Presseschau

Medien | Nina Horaczek | aus FALTER 22/08 vom 28.05.2008

Blöd gelaufen. Auf der Leserbriefseite bedauert Profil seine "unreflektierte Bildauswahl". In einer Eigenwerbung hatte das Magazin ein Foto von Bundeskanzler Alfred Gusenbauer mit dem Text: "Und wo immer auch ein Fettnapf steht, da tapp ich voll hinein", einer Liederzeile von Reinhard Mey, geschmückt. Richtiger Text, falsches Foto.
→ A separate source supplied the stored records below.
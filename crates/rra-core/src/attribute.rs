//! Interned attribute names and schemes.

use alloc::collections::BTreeSet;
use alloc::string::String;
use alloc::sync::Arc;
use alloc::vec::Vec;
use core::fmt;
use core::hash::{Hash, Hasher};
use core::sync::atomic::{AtomicUsize, Ordering as AtomicOrdering};

use hashbrown::HashMap;
use spin::Mutex;

/// An interned attribute (column) name.
///
/// Two `Attribute`s built from the same string are guaranteed to share the
/// same backing allocation, so equality and ordering reduce to a pointer
/// comparison in the common case and fall back to `str` comparison only
/// when the fast path misses (never, in practice, since the pool is
/// content-keyed — kept as the correctness fallback).
#[derive(Clone)]
pub struct Attribute(Arc<str>);

struct InternPool {
    table: HashMap<Arc<str>, ()>,
}

static POOL: Mutex<Option<InternPool>> = Mutex::new(None);
static INTERNED_COUNT: AtomicUsize = AtomicUsize::new(0);

impl Attribute {
    /// Interns `name`, returning a handle shared by every other `Attribute`
    /// built from an equal string.
    pub fn new(name: impl AsRef<str>) -> Self {
        let name = name.as_ref();
        let mut guard = POOL.lock();
        let pool = guard.get_or_insert_with(|| InternPool { table: HashMap::new() });
        if let Some((existing, _)) = pool.table.get_key_value(name) {
            return Attribute(existing.clone());
        }
        let arc: Arc<str> = Arc::from(name);
        pool.table.insert(arc.clone(), ());
        INTERNED_COUNT.fetch_add(1, AtomicOrdering::Relaxed);
        Attribute(arc)
    }

    pub fn as_str(&self) -> &str {
        &self.0
    }

    /// Number of distinct attribute names interned so far (diagnostic use).
    pub fn interned_count() -> usize {
        INTERNED_COUNT.load(AtomicOrdering::Relaxed)
    }
}

impl fmt::Debug for Attribute {
    fn fmt(&self, f: &mut fmt::Formatter<'_>) -> fmt::Result {
        write!(f, "Attribute({:?})", self.0.as_ref())
    }
}

impl fmt::Display for Attribute {
    fn fmt(&self, f: &mut fmt::Formatter<'_>) -> fmt::Result {
        f.write_str(&self.0)
    }
}

impl PartialEq for Attribute {
    fn eq(&self, other: &Self) -> bool {
        Arc::ptr_eq(&self.0, &other.0) || self.0 == other.0
    }
}

impl Eq for Attribute {}

impl Hash for Attribute {
    fn hash<H: Hasher>(&self, state: &mut H) {
        self.0.hash(state);
    }
}

impl PartialOrd for Attribute {
    fn partial_cmp(&self, other: &Self) -> Option<core::cmp::Ordering> {
        Some(self.cmp(other))
    }
}

impl Ord for Attribute {
    fn cmp(&self, other: &Self) -> core::cmp::Ordering {
        self.0.as_ref().cmp(other.0.as_ref())
    }
}

impl From<&str> for Attribute {
    fn from(s: &str) -> Self {
        Attribute::new(s)
    }
}

impl From<String> for Attribute {
    fn from(s: String) -> Self {
        Attribute::new(s)
    }
}

/// An unordered set of attribute names shared by every row of a relation.
///
/// Stored as a `BTreeSet` (ordered by the interned string) so two schemes
/// built from the same attributes in different orders compare equal and
/// hash identically — required for union/intersection/difference's
/// "schemes must match" invariant (spec.md §4.1) to be order-independent.
#[derive(Clone, Debug, Default, PartialEq, Eq, Hash)]
pub struct Scheme(BTreeSet<Attribute>);

impl Scheme {
    pub fn new(attrs: impl IntoIterator<Item = Attribute>) -> Self {
        Scheme(attrs.into_iter().collect())
    }

    pub fn empty() -> Self {
        Scheme(BTreeSet::new())
    }

    pub fn contains(&self, attr: &Attribute) -> bool {
        self.0.contains(attr)
    }

    pub fn is_subset_of(&self, other: &Scheme) -> bool {
        self.0.is_subset(&other.0)
    }

    pub fn len(&self) -> usize {
        self.0.len()
    }

    pub fn is_empty(&self) -> bool {
        self.0.is_empty()
    }

    pub fn iter(&self) -> impl Iterator<Item = &Attribute> {
        self.0.iter()
    }

    pub fn to_vec(&self) -> Vec<Attribute> {
        self.0.iter().cloned().collect()
    }

    /// Scheme of `self` unioned with `other`. Used by equijoin (spec.md
    /// §4.1: "output combines a and b").
    pub fn union(&self, other: &Scheme) -> Scheme {
        Scheme(self.0.union(&other.0).cloned().collect())
    }

    /// Scheme of the attributes `self` has in common with `other`.
    pub fn intersection(&self, other: &Scheme) -> Scheme {
        Scheme(self.0.intersection(&other.0).cloned().collect())
    }
}

impl FromIterator<Attribute> for Scheme {
    fn from_iter<T: IntoIterator<Item = Attribute>>(iter: T) -> Self {
        Scheme(iter.into_iter().collect())
    }
}

impl<'a> IntoIterator for &'a Scheme {
    type Item = &'a Attribute;
    type IntoIter = alloc::collections::btree_set::Iter<'a, Attribute>;

    fn into_iter(self) -> Self::IntoIter {
        self.0.iter()
    }
}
Denn das stammt, wie Andreas Schieder, außenpolitischer Sprecher der SPÖ, in einem Leserbrief kritisiert, von einem Besuch des Kanzlers in der Gedenkstätte Parque de la Paz der Villa Grimaldi in Santiago de Chile. Und in der Villa Grimaldi war ein Folterzentrum der Pinochet-Diktatur. Profil entschuldigt sich zu Recht dafür, dass es ein Agenturfoto verwendete, auf dem nicht klar erkenntlich war, an welchem Ort es aufgenommen wurde - und damit auch jeder nochmals ganz groß und in Farbe sehen kann, was da für ein blöder Fehler passiert ist, wird die Eigenwerbung aus der Folterkammer auf Seite 34 derselben Ausgabe nochmals abgedruckt. Daneben steht "Bestes Magazin Österreichs". So etwas nennt man wohl Wort-Bild-Schere.